Biyoreaktörden kültürün süpernate'inin 15 mililitresini azarlamadan önce gemi bileşenlerinin iyice karıştırılmasını sağlamak için pistonu 3-5 kez çekin. Daha sonra parlak örneği steril bir Falcon tüpüne aktarın ve buzüzerinde yerleştirin. DNA analizi için, beş mililitrelik bir şırınga kullanarak 1-3 mililitre luminal sıvı toplayın.
Aynı şekilde diğer biyoreaktörler supernate formu toplamak. Kısa zincirli yağ asidi analizi için numune malzemesini bir kenara koymak için, 15 mililitre lik ilgi örneğini santrifüj edin ve şırınga filtresi eksi 80 santigrat derece depolama için 0,2 mikrometrelik gözenek filtresinden geçirin. DNA analizi için örnek malzemeyi ayırmak için, bir mililitre parlak sıvıyı santrifüj edin ve peleti eksi 80 santigrat derecede saklayın.
Mukozal numune hasadı için, hazırlanan müsin taşıyıcıları dört santigrat derece depolamadan çıkarın ve azot floş'u açın. Reaktör kapağını hızla açın ve her reaktördeki taşıyıcıların %50'sini yenileriyle değiştirin. Tüm taşıyıcılar değiştirildiğinde, kapağı hızla kapatın ve nitrojen floş'u 20 dakika daha koruyun.
Sonra aliquot 0.25 için 0.5 musin taşıyıcı agar gram dna çıkarma kadar eksi 80 derece santigrat depolama için bireysel iki mililitre tüpler içine. Günde üç kez sistem otomatik olarak döngüye sayılsa. Bu, mide biyoreaktörüne 140 mililitre tanımlanmış ortam aktarılması ve ardından pH kontrolü ile bir saatlik kuluçka ile başlar.

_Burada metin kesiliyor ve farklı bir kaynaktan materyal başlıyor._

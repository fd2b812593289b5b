// file: src/models/repository.rs
// description: registered repository record
// reference: internal data structures

use serde::{Deserialize, Serialize};
use std::path::PathBuf;

#[derive(Debug, Clone, PartialEq, Eq, Serialize, Deserialize)]
pub struct RepositoryConfig {
    pub id: String,
    pub root_path: PathBuf,
    pub display_name: String,
}

impl RepositoryConfig {
    /// Builds a record whose display name defaults to the id.
    pub fn new(id: impl Into<String>, root_path: impl Into<PathBuf>) -> Self {
        let id = id.into();
        Self {
            display_name: id.clone(),
            id,
            root_path: root_path.into(),
        }
    }

    pub fn with_display_name(mut self, display_name: impl Into<String>) -> Self {
        self.display_name = display_name.into();
        self
    }
}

Kuluçka sonunda, mide içeriği pankreas suyu 60 mililitre ile birlikte ince bağırsak içine aktarılır. İnce bağırsak biyoreaktöründe pH otomatik olarak 6.7 ila 6.9 olarak ayarlanır ve içeriği 90 dakika kuluçkaya yatırılır. Bu kuluçka sırasında, her sistem için azot floş toplam 10 dakika açık.

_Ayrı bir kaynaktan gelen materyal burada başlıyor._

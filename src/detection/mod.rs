// file: src/detection/mod.rs
// description: module detection exports
// reference: internal module structure

pub mod detector;
pub mod language;
pub mod manifest;
pub mod rules;

pub use detector::{CATCH_ALL_MODULE_ID, ModuleDetector};
pub use language::{LanguageDetector, UNKNOWN_LANGUAGE};
pub use manifest::ManifestInfo;
pub use rules::{DetectionRules, ManifestKind, ManifestRule, TypeRule};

Bu kuluçka sonunda, ince bağırsak içeriği artan kolon içine aktarılır, artan kolon dan enine kolon, enine kolon dan alçalan kolon için, ve azalan kolon atık için. Bu temsilci ana koordinat analizinde, topluluk birinci ve yedinci günler arasında amortismana uygun olarak değişti. Ancak, 11.
Üç belirgin kısa zincirli yağ asitlerinin ölçümü, propiyonik asit, Butanoik asit ve Asetik asitin deneyin başlangıcından 15. 15. günden sonra, her kolon bölgesinde üretilen bu asitlerin miktarları deney sonuna kadar sadece minimal değişiklikler ile sabit kaldı. Her kolon bölgesinin luminal ve mukozal fazı için istikrarlı bir topluluk analizi in vitro sistemin bireysel kolon bölgelerinde gelişen toplulukların dışkı inokül kompozisyonuna benzediğini göstermektedir.
İn vitro sistemin alfa çeşitliliğinin karşılaştırılması, artan bölgeden alınan luminal örnekler hariç tüm bölgeler için inoküldekine benzer bir çeşitlilik düzeyini ortaya koymaktadır. In vitro kültür sisteminin hem kompozisyon hem de çeşitlilik açısından dışkı inokülle karşılaştırılabilir bir topluluk üretebildiğini gösteren. Bu protokolü kullanarak istikrarlı bir bağırsak mikrobiyota topluluğu oluşturmak için, çözümlerin doğru şekilde hazırlanmasını ve anerobik koşulların ve pH parametrelerinin deney boyunca korunmasını sağlamak çok önemlidir.
Bu prosedürü takiben, örnekler biyoinformatik analiz ve metabolomik kullanarak işlevsellik için sonraki gen DNA sıralaması kullanılarak topluluk kompozisyonu için analiz edilebilir.